Des retranscriptions de conversations téléphoniques datant de 2017 mettent en évidence que des migrants sont morts noyés en raison d’un défaut de réponse des garde-côtes libyens, qui bénéficient pourtant d’importantes aides européennes pour cette mission.
C’est un fichier colossal de près de 30 000 pages, qui est en possession du parquet de Trapani, en Sicile. Il vient d’être analysé par le journal britannique The Guardian, le quotidien romain Domani et la chaîne italienne RaiNews. Son contenu montre la passivité des gardes-côtes libyens pour secourir les migrants échoués en Méditerranée, avec des conséquences tragiques pour les naufragés.
«Peut-être que nous pourrons y être demain ».
Parmi les échanges qui ont provoqué l’indignation, une conversation datant du vendredi 16 juin 2017 à 8 h 18 : les gardes-côtes italiens parviennent enfin à joindre leurs confrères libyens, alors qu’une dizaine de canots sont en détresse en grande partie dans les eaux libyennes. « C’est un jour de congé. C’est un jour férié ici. Mais je peux essayer d’aider », répond le responsable, « peut-être que nous pourrons y être demain ». Dans le week-end, selon les données compilées par l’Organisation mondiale des migrations (Oim), 126 personnes sont mortes moyées. Même schéma un peu avant dans l’année, entre le 22 et le 27 mars 2017. En dépit de leurs nombreux appels, le naufrage s’est soldé le 29 mars par 146 morts, selon le Haut-Commissariat pour les réfugiés (Hcr), dont des enfants et des femmes enceintes. Le 24 mai, plus de 50 appels sans réponse. Un militaire finit par dire : « Je ne parle pas anglais. » Plus tard, on apprendra que 33 migrants dont sept enfants sont morts.
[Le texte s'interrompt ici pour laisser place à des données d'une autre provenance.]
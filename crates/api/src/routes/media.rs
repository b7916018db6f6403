use axum::routing::post;
use axum::Router;

use crate::handlers::media;
use crate::state::AppState;

/// `POST /media`.
pub fn router() -> Router<AppState> {
    Router::new().route("/media", post(media::upload))
}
À l’époque des faits pourtant, et ce dès février 2017, les gardes-côtes libyens bénéficiaient déjà d’importantes aides européennes (formation, mise à disposition de navires patrouilleurs) pour intercepter les candidats à la traversée. En 2018, un rapport de l’opération militaire de surveillance maritime Sophia, dévoilé par The Guardian, reconnaît que les signalements des gardes-côtes libyens « ne répondent toujours pas aux normes acceptables ». Selon le document, « le manque de retour de la salle d’opération conjointe continue à poser problème » en raison de moyens de télécommunications limités et de compétences linguistiques insuffisantes en anglais.
Enquête aux multiples ramifications.
Ces mises en cause ne constituent qu’un élément d’une enquête bien plus large des procureurs de Trapani sur douze opérations de sauvetage réalisées au cours de l’année 2017. D’autres accusations pèsent cette fois sur les ONG de sauvetage en mer, mises en cause par les procureurs de Trapani pour collusion avec les passeurs.
Dans une des vidéos provenant des perquisitions, on verrait les membres du navire Vos Hestia échanger avec trois passeurs, leur annonçant l’arrivée imminente d’un bateau avec plus de 500 migrants à son bord. Des échanges de messages entre passeurs et ONG comprendraient des coordonnées GPS des bateaux de migrants.
Les associations dénoncent de leur côté un harcèlement judiciaire visant à entraver leur mission de sauvetage en mer. Dans cette affaire aux multiples ramifications, aucun acteur n’est épargné par les accusations. Les procureurs de Trapani eux-mêmes sont mis en cause pour atteinte au droit de la presse, si bien que la ministre de la justice, Marta Cartabia, a décidé d’envoyer mardi 6 avril ses propres inspecteurs pour établir la vérité.
Les magistrats, selon le quotidien Domani, auraient en effet écouté secrètement au moins 15 journalistes en charge des migrations en Méditerranée centrale, ce que le président de l’ordre des journalistes, Carlo Verna, dénonce comme « une violation flagrante du secret professionnel ».